22Pour ce qui concerne l’Institution Therapon Adolescência, l’importance de notre projet a été reconnue – et évidemment sponsorisée – par une fondation internationale. Nous avons été les pionniers de la création d’un hôpital de jour avec école, à partir d’un référentiel psychanalytique accueillant des adolescents présentant des troubles émotionnels graves. Nous pensions avoir beaucoup de patients dès l’ouverture des portes car il existe beaucoup d’adolescents gravement perturbés à São Paulo. Notre mission (le mot est emprunté au vocabulaire du secteur tertiaire qui comprend le travail des ONG) était de devenir un centre de référence dans le traitement des adolescents. L’idée ne nous venait même pas de nous interroger sur notre compétence concernant le travail en institution, travail qui présente des ressemblances, mais aussi de grandes différences avec le travail en cabinet. Car nous voulions être princes, et nous voulions l’être par un coup de baguette magique.
23Le développement de notre institution n’a finalement pu se faire que lorsque nous avons revu ce mythe et, comme Antonio, renoncé à nos illusions. Le premier pas fut un travail psychique ardu de la part de l’équipe, qui culmina avec la décision d’entamer une analyse institutionnelle.

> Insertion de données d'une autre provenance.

//! Pipeline facade
//!
//! The single programmatic entry point: resolve the selected dataset to
//! input files, hand everything to the load director, and surface either
//! a [`LoadSummary`] or a typed error. Nothing here talks to the database
//! directly.

use tracing::info;

use crate::adapter::{DatabaseAdapter, ReleaseRecord};
use crate::config::Settings;
use crate::director::{DatasetInput, LoadDirector, LoadSummary};
use crate::error::{EtlError, Result};
use crate::model::{Dataset, LoadMode};
use crate::schema;
use crate::transform::CancelToken;

pub struct UniprotPipeline<A: DatabaseAdapter> {
    settings: Settings,
    adapter: A,
}

impl<A: DatabaseAdapter> UniprotPipeline<A> {
    pub fn new(settings: Settings, adapter: A) -> Result<Self> {
        settings.validate()?;
        Ok(Self { settings, adapter })
    }

    pub fn settings(&self) -> &Settings {
        &self.settings
    }

    pub fn adapter(&self) -> &A {
        &self.adapter
    }

    /// Run one load. Blocks until the run reaches a terminal state.
    pub async fn run(&self, mode: LoadMode, dataset: Dataset) -> Result<LoadSummary> {
        self.run_cancellable(mode, dataset, CancelToken::new()).await
    }

    /// Run one load with an external cancellation handle.
    pub async fn run_cancellable(
        &self,
        mode: LoadMode,
        dataset: Dataset,
        cancel: CancelToken,
    ) -> Result<LoadSummary> {
        self.adapter.ensure_connection().await?;
        let inputs = self.resolve_inputs(dataset)?;
        info!(%mode, %dataset, files = inputs.len(), "pipeline run requested");
        LoadDirector::new(&self.adapter, &self.settings)
            .run(mode, dataset, &inputs, cancel)
            .await
    }

    /// Currently loaded release, or None on a fresh database.
    pub async fn status(&self) -> Result<Option<ReleaseRecord>> {
        self.adapter.ensure_connection().await?;
        self.adapter
            .current_release(&self.settings.production_schema)
            .await
    }

    /// First-time setup: create the production schema and its tables.
    /// Idempotent; safe against an existing installation.
    pub async fn initialize(&self) -> Result<()> {
        self.adapter.ensure_connection().await?;
        let production = &self.settings.production_schema;
        self.adapter.create_schema(production).await?;
        self.adapter
            .apply_table_definitions(production, schema::TABLES)
            .await?;
        info!(schema = %production, "production schema initialized");
        Ok(())
    }

    fn resolve_inputs(&self, dataset: Dataset) -> Result<Vec<DatasetInput>> {
        dataset
            .expand()
            .into_iter()
            .map(|d| {
                let path = self.settings.data_dir.join(d.file_name());
                if !path.exists() {
                    return Err(EtlError::Config(format!(
                        "source file not found for dataset '{d}': {}",
                        path.display()
                    )));
                }
                Ok(DatasetInput { dataset: d, path })
            })
            .collect()
    }
}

24Aujourd’hui, Antonio se trouve dans une phase de transition : passage d’une institution de traitement à une autre institution qui va l’orienter dans sa formation professionnelle. Nous sommes également en phase de transition : passage d’un modèle de gestion « bon père de famille » vers une structure plus professionnelle. Peu à peu, nous sortons de la mendicité dans tous les sens du terme. Au lieu de rechercher un financement externe, nous avons décidé de nous faire rémunérer pour notre travail. Nous avons beaucoup investi dans le perfectionnement de notre clinique. Nous avons assaini les problèmes graves que le travail bénévole crée dans l’espace psychique institutionnel. Nous avons cessé de nous lamenter, dans nos réunions cliniques, sur notre pauvreté matérielle, pour découvrir la beauté et la richesse du travail institutionnel avec des adolescents. Nous reprenons les paroles d’un des thérapeutes sur Antonio au cours d’une réunion clinique : « Je ne pensais pas que nous étions si importants… » L’écoute de notre superviseur nous fait saisir qu’il n’y a pas si longtemps, en tant qu’équipe, nous n’avions pas conscience de notre valeur, de l’importance de notre travail. Le choix de ce cas fonctionne comme révélateur : nous consolidons une image narcissique, non plus valorisée sur une base semblable à celle d’un présentateur de télévision, mais sur celle de notre travail. Actuellement, l’Institution Therapon Adolescência a d’autres desseins, en plus de l’hôpital de jour : un groupe d’accompagnateurs thérapeutiques, un service ambulatoire, des actions en partenariat avec le Secrétariat de la Justice, le Secrétariat de l’Éducation, avec l’Associaçâo Brasileira de Apoio Educacional ao Deficiente, un projet d’intégration scolaire de la Mairie de Santo André.
25Nous souhaitons terminer ce fragment de journal clinique en soulignant que ce texte peut être pris comme représentation d’un moment institutionnel analogue à celui d’Antonio, quand il demande aux deux thérapeutes de témoigner de son développement aux yeux de sa mère, ou quand il envisage de sortir de l’Institution Therapon Adolescência et de se lancer dans le monde. Publier un peu de l’intimité de l’institution – c’est pourquoi nous employons le mot « journal », typique de l’adolescence – a pour nous le sens de sortir dans le monde, d’essayer une nouvelle insertion dans la communauté psy.